Prince: Baby I'm A Star
[purchase]
1984 was the year Prince broke it open and assured himself icon status in American Pop culture. From the vantage point of 2008, it's hard to believe there was a time when Prince was considered verboten by mainstream audiences, so much so that in 1981, he was booed offstage while opening for the Rolling Stones. It was a much different Pop landscape in those days. Arena Rock was flourishing, fueled by a rotisserie of the same twenty songs shoved down a dulled-down public's ears by AOR Radio. That meant hearing a non-stop drone of Toto, Boston, REO Speedwagon, Kansas, Bon Jovi, Foreigner, Van Halen, etc. for ad infinitum. In 1981, Prince was touring to promote Controversy, an album that had songs like Jack U Off and the title cut, where Prince ponders whether he's "straight or gay". That didn't go over well with the suburban, testosterone-driven, lighter-waving, twenty-something crowd that made up the audience. On October 11th of that year, he opened for The Rolling Stones at the Los Angeles Coliseum. While onstage, wearing his underwear and a trench coat, he was pelted with garbage and booed off to an early ending.
"Don’t say that was because of me, that was the audience doing that. I’m sure wearing underwear and a trench coat didn't help matters - but if you throw trash at anybody, it’s because you weren't trained right at home." - Prince
"It was Mark Brown's second show with us. Here's this 18-year-old kid who looks like a deer in the headlights, in front of 110,000 people at the L.A. Coliseum. Prince was in his full 'Dirty Mind' regalia with the bikini and trench coat. Halfway through the set, those natives got restless. They started taking their Coke cups and throwing them onstage. I look around, and Prince is gone. So I signaled to the rest of the guys: Let's do likewise. Then more stuff got thrown. That audience brought stuff to throw. Someone threw a fifth of Jack Daniels that barely missed Prince's head during the first measure of the first song. A gallon jug of orange juice exploded on Mark's bass. I'd point at people and smile and wave. When all was said and done, we got through the set. Going through that added to Prince's bravado." - Dez Dickerson
"I talked to Prince on the phone once after he got two cans thrown at him in L.A. He said he didn't want to do any more shows. God, I got thousands of bottles and cans thrown at me. Every kind of debris. I told him, if you get to be a really big headliner, you have to be prepared for people to throw bottles at you in the night. Prepared to die!"- Mick Jagger
He was booed right after Jack U Off, you can hear it for yourself. Here's the five-song October 11th show in a zip file.
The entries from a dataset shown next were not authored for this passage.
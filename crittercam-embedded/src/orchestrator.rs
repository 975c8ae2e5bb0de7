use alloc::string::String;
use alloc::vec::Vec;

use crittercam_api::{DeviceStatus, WakeReason};
use embassy_time::{Duration, Instant, with_timeout};
use serde_json::Value;

use crate::camera::{CameraDriver, CaptureOutcome, CaptureUploadPipeline};
use crate::clock::{Clock, ClockConverter};
use crate::config::{ConfigNormalizer, DeviceConfig};
use crate::coordinator::{CoordinatorClient, FirmwareUpdater, UpdateOutcome};
use crate::network::{ConnectionResult, ConnectivityManager, NetworkLink, PortalServer, WifiController};
use crate::power::PowerControl;
use crate::scheduler::{ScheduleSource, SleepDuration, WakeScheduler};
use crate::storage::{DeviceStateLog, LocalStorage};
use crate::{Error, Result};

pub const CONFIG_FETCH_TIMEOUT: Duration = Duration::from_secs(10);
pub const STATUS_REPORT_TIMEOUT: Duration = Duration::from_secs(10);
pub const TIME_SYNC_TIMEOUT: Duration = Duration::from_secs(10);
pub const UPDATE_TIMEOUT: Duration = Duration::from_secs(180);

/// The concrete collaborators of a board.
pub trait Platform {
    type Storage: LocalStorage;
    type Wifi: WifiController;
    type Portal: PortalServer;
    type Camera: CameraDriver;
    type Coordinator: CoordinatorClient;
    type Updater: FirmwareUpdater;
    type Clock: Clock;
    type Power: PowerControl;
}

/// Phases of one wake cycle, in the only order they may occur.
#[derive(Debug, Clone, Copy, PartialEq, Eq, PartialOrd, Ord)]
pub enum BootState {
    Start,
    AcquiringConnectivity,
    FetchingConfig,
    Capturing,
    ReportingStatus,
    CheckingUpdate,
    Scheduling,
    Suspended,
}

#[derive(Debug, Clone, Copy, PartialEq, Eq)]
pub enum SuspendReason {
    ConnectivityFailure,
    TestMode,
    Scheduled(ScheduleSource),
}

/// What happened during a cycle, up to the suspend request.
#[derive(Debug, Clone, PartialEq)]
pub struct CycleReport {
    pub wake_reason: WakeReason,
    pub visited: Vec<BootState>,
    pub link: Option<NetworkLink>,
    pub config: Option<DeviceConfig>,
    pub capture: Option<CaptureOutcome>,
    pub status_reported: bool,
    pub update: Option<UpdateOutcome>,
    pub sleep: SleepDuration,
    pub reason: SuspendReason,
    /// Time since the orchestrator was built, i.e. since boot.
    pub elapsed_ms: u64,
}

#[derive(Debug, Clone, PartialEq)]
pub enum BootExit {
    Suspended(CycleReport),
    Reset(Error),
}

pub struct BootOrchestrator<P: Platform> {
    state: BootState,
    visited: Vec<BootState>,
    connectivity: ConnectivityManager<P::Storage, P::Wifi, P::Portal>,
    pipeline: CaptureUploadPipeline<P::Camera>,
    coordinator: P::Coordinator,
    updater: P::Updater,
    clock: P::Clock,
    power: P::Power,
    state_log: DeviceStateLog<P::Storage>,
    booted_at: Instant,
}

impl<P: Platform> BootOrchestrator<P> {
    pub fn new(
        connectivity: ConnectivityManager<P::Storage, P::Wifi, P::Portal>,
        pipeline: CaptureUploadPipeline<P::Camera>,
        coordinator: P::Coordinator,
        updater: P::Updater,
        clock: P::Clock,
        power: P::Power,
        state_log: DeviceStateLog<P::Storage>,
    ) -> Self {
        Self {
            state: BootState::Start,
            visited: alloc::vec![BootState::Start],
            connectivity,
            pipeline,
            coordinator,
            updater,
            clock,
            power,
            state_log,
            booted_at: Instant::now(),
        }
    }

    pub fn state(&self) -> BootState {
        self.state
    }

    pub fn power(&self) -> &P::Power {
        &self.power
    }

    pub fn coordinator(&self) -> &P::Coordinator {
        &self.coordinator
    }

    pub fn pipeline(&self) -> &CaptureUploadPipeline<P::Camera> {
        &self.pipeline
    }

    pub fn connectivity(&self) -> &ConnectivityManager<P::Storage, P::Wifi, P::Portal> {
        &self.connectivity
    }

    pub fn state_log(&self) -> &DeviceStateLog<P::Storage> {
        &self.state_log
    }

    /// Runs the cycle and suspends, or resets the board if the cycle cannot complete.
    pub async fn boot(&mut self) -> BootExit {
        match self.run_cycle().await {
            Ok(report) => BootExit::Suspended(report),
            Err(e) => {
                log::error!("Boot cycle aborted in {:?}: {}, resetting", self.state, e);
                let now = self.unix_now();
                let message = alloc::format!("{} in {:?}", e, self.state);
                self.state_log
                    .checkpoint(|state| state.record_error(now, "boot", &message))
                    .await;
                self.power.reset();
                BootExit::Reset(e)
            }
        }
    }

    /// Drives one wake cycle from connectivity to the suspend request.
    pub async fn run_cycle(&mut self) -> Result<CycleReport> {
        let wake_reason = self.power.wake_reason();
        let interactive = wake_reason.allows_provisioning();
        log::info!(
            "Wake reason {:?}, firmware {}",
            wake_reason,
            self.updater.current_version()
        );

        self.transition_to(BootState::AcquiringConnectivity)?;
        let now = self.unix_now();
        self.state_log.checkpoint(|state| state.record_boot(now)).await;
        log::info!("Device state: {}", self.state_log.state().status());

        let mut report = CycleReport {
            wake_reason,
            visited: Vec::new(),
            link: None,
            config: None,
            capture: None,
            status_reported: false,
            update: None,
            sleep: SleepDuration::DEFAULT,
            reason: SuspendReason::Scheduled(ScheduleSource::Default),
            elapsed_ms: 0,
        };

        let link = match self.connectivity.acquire(interactive).await {
            ConnectionResult::Connected(link) => link,
            ConnectionResult::Failed => {
                log::error!(
                    "{}, retrying in {}",
                    Error::ConnectivityFailure,
                    SleepDuration::CONNECTIVITY_FAILURE
                );
                let now = self.unix_now();
                self.state_log.checkpoint(|state| state.record_wifi_failure(now)).await;
                return self.suspend(report, SleepDuration::CONNECTIVITY_FAILURE, SuspendReason::ConnectivityFailure).await;
            }
        };
        let now = self.unix_now();
        self.state_log
            .checkpoint(|state| state.record_wifi_success(now, &link.ssid))
            .await;
        self.synchronize_clock().await;
        report.link = Some(link);

        self.transition_to(BootState::FetchingConfig)?;
        let raw = self.fetch_config().await;
        let config = ConfigNormalizer::normalize(raw.as_ref());
        log::info!(
            "Config: test mode {}, weather {}, next wake-up {:?}",
            config.test_mode,
            config.weather_condition,
            config.next_wakeup_absolute_ms
        );
        report.config = Some(config);

        self.transition_to(BootState::Capturing)?;
        let is_test_upload = config.test_mode || interactive;
        let outcome = self
            .pipeline
            .run(&mut self.coordinator, config.weather_condition, is_test_upload)
            .await;
        self.record_capture(&outcome).await;

        self.transition_to(BootState::ReportingStatus)?;
        let status = self.build_status(&report, &config, &outcome);
        report.status_reported = self.report_status(&status).await;
        report.capture = Some(outcome);

        self.transition_to(BootState::CheckingUpdate)?;
        if config.test_mode {
            log::info!("Test mode, skipping firmware update check");
        } else {
            report.update = self.check_update().await;
        }

        self.transition_to(BootState::Scheduling)?;
        let (sleep, reason) = if config.test_mode {
            (SleepDuration::TEST_MODE, SuspendReason::TestMode)
        } else {
            let plan = WakeScheduler::plan(&config, self.clock.now_local_seconds());
            (plan.duration, SuspendReason::Scheduled(plan.source))
        };

        self.suspend(report, sleep, reason).await
    }

    fn transition_to(&mut self, next: BootState) -> Result<()> {
        if next <= self.state {
            log::error!("Illegal boot transition: {:?} -> {:?}", self.state, next);
            return Err(Error::InvalidState);
        }
        log::debug!("Boot state transition: {:?} -> {:?}", self.state, next);
        self.state = next;
        self.visited.push(next);
        Ok(())
    }

    fn unix_now(&self) -> i64 {
        ClockConverter::to_unix_seconds(self.clock.now_local_seconds())
    }

    async fn synchronize_clock(&mut self) {
        match with_timeout(TIME_SYNC_TIMEOUT, self.clock.synchronize()).await {
            Ok(Ok(())) => match ClockConverter::to_utc(self.clock.now_local_seconds()) {
                Some(utc) => log::info!("Clock synchronized: {}", utc),
                None => log::info!("Clock synchronized"),
            },
            Ok(Err(e)) => log::warn!("Time sync failed, keeping RTC time: {:?}", e),
            Err(_) => log::warn!("Time sync timed out, keeping RTC time"),
        }
    }

    async fn fetch_config(&mut self) -> Option<Value> {
        match with_timeout(CONFIG_FETCH_TIMEOUT, self.coordinator.fetch_config()).await {
            Ok(Ok(raw)) => raw,
            Ok(Err(e)) => {
                log::warn!("{}: {:?}", Error::ConfigFetchFailure, e);
                None
            }
            Err(_) => {
                log::warn!("{}: timed out", Error::ConfigFetchFailure);
                None
            }
        }
    }

    async fn record_capture(&mut self, outcome: &CaptureOutcome) {
        let now = self.unix_now();
        match outcome {
            CaptureOutcome::Success { size } => {
                let size = *size;
                self.state_log
                    .checkpoint(|state| {
                        state.record_camera_success(now, size);
                        state.record_upload_attempt(now, true, None);
                    })
                    .await;
            }
            CaptureOutcome::EmptyArtifact | CaptureOutcome::PeripheralError(_) => {
                let detail = outcome.detail().unwrap_or_default();
                self.state_log
                    .checkpoint(|state| state.record_camera_failure(now, &detail))
                    .await;
            }
            CaptureOutcome::UploadError(detail) => {
                self.state_log
                    .checkpoint(|state| state.record_upload_attempt(now, false, Some(detail)))
                    .await;
            }
        }
    }

    fn build_status(&self, report: &CycleReport, config: &DeviceConfig, outcome: &CaptureOutcome) -> DeviceStatus {
        let state = self.state_log.state();
        DeviceStatus {
            signal_strength: report.link.as_ref().and_then(|link| link.signal_strength),
            firmware_version: self.updater.current_version(),
            image_send_successful: outcome.is_success(),
            wake_reason: report.wake_reason,
            running_in_test_mode: config.test_mode,
            weather_condition: config.weather_condition,
            next_wakeup_time_ms: config.next_wakeup_absolute_ms,
            boot_count: state.boot_count,
            last_error: state.last_error.clone(),
            detail: outcome.detail(),
        }
    }

    async fn report_status(&mut self, status: &DeviceStatus) -> bool {
        match with_timeout(STATUS_REPORT_TIMEOUT, self.coordinator.report_status(status)).await {
            Ok(Ok(())) => {
                log::info!("Status reported");
                true
            }
            Ok(Err(e)) => {
                log::warn!("Status report failed: {:?}", e);
                false
            }
            Err(_) => {
                log::warn!("Status report failed: {}", Error::TimeoutError);
                false
            }
        }
    }

    async fn check_update(&mut self) -> Option<UpdateOutcome> {
        let result = with_timeout(UPDATE_TIMEOUT, self.updater.check_and_apply()).await;
        let now = self.unix_now();
        let failure: String = match result {
            Ok(Ok(outcome)) => {
                if let UpdateOutcome::Applied(version) = outcome {
                    log::info!("Firmware {} staged, active after next boot", version);
                    let message = alloc::format!("Staged firmware {}", version);
                    self.state_log
                        .checkpoint(|state| state.add_event(now, "update", &message))
                        .await;
                } else {
                    log::info!("Firmware is up to date");
                }
                return Some(outcome);
            }
            Ok(Err(e)) => alloc::format!("{:?}", e),
            Err(_) => "timed out".into(),
        };

        log::warn!("{}: {}", Error::UpdateFailure, failure);
        self.state_log
            .checkpoint(|state| state.record_error(now, "update", &failure))
            .await;
        None
    }

    async fn suspend(
        &mut self,
        mut report: CycleReport,
        sleep: SleepDuration,
        reason: SuspendReason,
    ) -> Result<CycleReport> {
        self.transition_to(BootState::Suspended)?;

        let now = self.unix_now();
        let message = alloc::format!("Sleeping {} ({:?})", sleep, reason);
        self.state_log
            .checkpoint(|state| state.add_event(now, "sleep", &message))
            .await;

        report.visited = self.visited.clone();
        report.sleep = sleep;
        report.reason = reason;
        report.elapsed_ms = self.booted_at.elapsed().as_millis();

        log::info!("Cycle done in {} ms, sleeping {}", report.elapsed_ms, sleep);
        self.power.deep_sleep(sleep);
        Ok(report)
    }
}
Then came 1982, the year Michael Jackson released the landmark Thriller, which had the single Beat It. In an attempt to crossover into AOR playlists, Eddie Van Halen was brought in to play one of his patented edgy tapping guitar solos. Jackson's people were going public with charges of racism, so AOR stations added Beat It to their playlists and the song rose up Billboard's Rock Tracks chart. The other big event of that year - Prince came back with a vengeance and released the masterful 1999, his breakthrough album. But he wasn't done and in 1984, topped himself with Purple Rain, which was also tied-in with a film that nearly earned $100 million USD at the box office. He ran the stylistic floor, melding genres such as Funk, R&B, Pop, Rock and Heavy Metal.
1984 marked the time Prince went from barrier-busting artist to the Pop icon status he still claims to this day. Find a copy of Purple Rain, sit down for a good listen and be transported back to a much simpler time when Yakov Smirnoff was considered funny and cable only had 32 channels. It was also the year when Charlie Murphy was schooled by His Royal Badness in B-Ball.
3 comments:
Excellent post. Fun, informative, with good link-age...
Though I'd owned 1999 first, and liked it pretty well, I was totally swept up in Prince-mania after Purple Rain.
Not only did I see the film (more than) a few times, but was able to see the tour in Minneapolis - with The Time and Sheila E. supporting - thanks to a gift of tickets from my big brother, one Christmas. (Yeah, he's pretty cool.)
That really kicked the fandom into high gear.
I'll second that. Though I'm saddened not to be able to post six covers of When Doves Cry, this approach is probably more suited to Prince circa 1984. And you managed the material so well, dean.
Thanks Matt - some of Purple Rain was recorded live at the First Avenue club in Minneapolis. To see the Purple Rain tour in Prince's hometown, along with The Time and Sheila E must have been amazing.
boyhowdy - the opening line of my first draft of the post said something to the effect that each song on Purple Rain has a story, so I don't see why you don't go ahead and do the Doves post, I may do some more songs off it. I'm glad you enjoyed the post, sometimes when I start writing them I have no idea where it's going to go. Every once in a while I get lucky and I'm able to fill it with some nice goodies, I wish every post worked out like that.